The task -> The answer must consist of each line below that holds the word "RenderCamera", copied as it stands.

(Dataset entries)

::::

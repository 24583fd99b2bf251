//! Optics model: pure functions from optical parameters to stereo geometry.
//!
//! Nothing here holds state. `DerivedGeometry` is a projection of
//! `OpticalParameters` and is recomputed, never mutated.

mod derived_geometry;
mod optical_parameters;

pub use derived_geometry::{
    derive_geometry, derive_geometry_with_focal_length, field_of_view_for_focal_length,
    DerivedGeometry, DEFAULT_EYE_FOV_DEG, MIN_FOCAL_LENGTH_MM, MIN_TARGET_DISTANCE_M,
    SENSOR_HEIGHT_MM,
};
pub use optical_parameters::{GeometryKey, OpticalParameters};
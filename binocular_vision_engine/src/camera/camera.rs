/// RenderCamera: passive per-viewport camera handed to the renderer.
///
/// Built from a `CameraPose` and the viewport it is drawn into. After
/// construction it computes nothing: the renderer reads matrices and the
/// pixel region straight off it.

use glam::{Mat4, Vec3};
use crate::viewport::ScreenRect;
use super::camera_pose::CameraPose;

/// Near/far clip distances in metres.
#[derive(Debug, Clone, Copy, PartialEq)]
pub struct ClipRange {
    pub near: f32,
    pub far: f32,
}

/// Camera ready for drawing one viewport.
#[derive(Debug, Clone, Copy, PartialEq)]
pub struct RenderCamera {
    view_matrix: Mat4,
    projection_matrix: Mat4,
    viewport: ScreenRect,
    fov_deg: f32,
}

impl RenderCamera {
    /// Camera looking along the pose's yaw direction.
    pub fn from_pose(pose: &CameraPose, fov_deg: f32, viewport: ScreenRect, clip: ClipRange) -> Self {
        let view = Mat4::look_to_rh(pose.position, pose.forward(), Vec3::Y);
        Self::with_view(view, fov_deg, viewport, clip)
    }

    /// Camera at the pose's position aimed at `target`, ignoring yaw.
    ///
    /// Falls back to `from_pose` when the target coincides with the position.
    pub fn looking_at(
        pose: &CameraPose,
        target: Vec3,
        fov_deg: f32,
        viewport: ScreenRect,
        clip: ClipRange,
    ) -> Self {
        let direction = target - pose.position;
        if direction.length_squared() <= f32::EPSILON {
            return Self::from_pose(pose, fov_deg, viewport, clip);
        }
        let view = Mat4::look_to_rh(pose.position, direction.normalize(), Vec3::Y);
        Self::with_view(view, fov_deg, viewport, clip)
    }

    fn with_view(view: Mat4, fov_deg: f32, viewport: ScreenRect, clip: ClipRange) -> Self {
        let projection = Mat4::perspective_rh(
            fov_deg.to_radians(),
            viewport.aspect_ratio(),
            clip.near,
            clip.far,
        );
        Self {
            view_matrix: view,
            projection_matrix: projection,
            viewport,
            fov_deg,
        }
    }

    // ===== GETTERS =====

    /// View matrix (inverse of the camera's world transform).
    pub fn view_matrix(&self) -> &Mat4 {
        &self.view_matrix
    }

    pub fn projection_matrix(&self) -> &Mat4 {
        &self.projection_matrix
    }

    /// Combined view-projection matrix (projection * view).
    pub fn view_projection_matrix(&self) -> Mat4 {
        self.projection_matrix * self.view_matrix
    }

    /// Pixel region this camera draws into.
    pub fn viewport(&self) -> &ScreenRect {
        &self.viewport
    }

    /// Vertical field of view in degrees.
    pub fn fov_deg(&self) -> f32 {
        self.fov_deg
    }
}

#[cfg(test)]
#[path = "camera_tests.rs"]
mod tests;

::::

Task solution ->
/// RenderCamera: passive per-viewport camera handed to the renderer.
pub struct RenderCamera {
impl RenderCamera {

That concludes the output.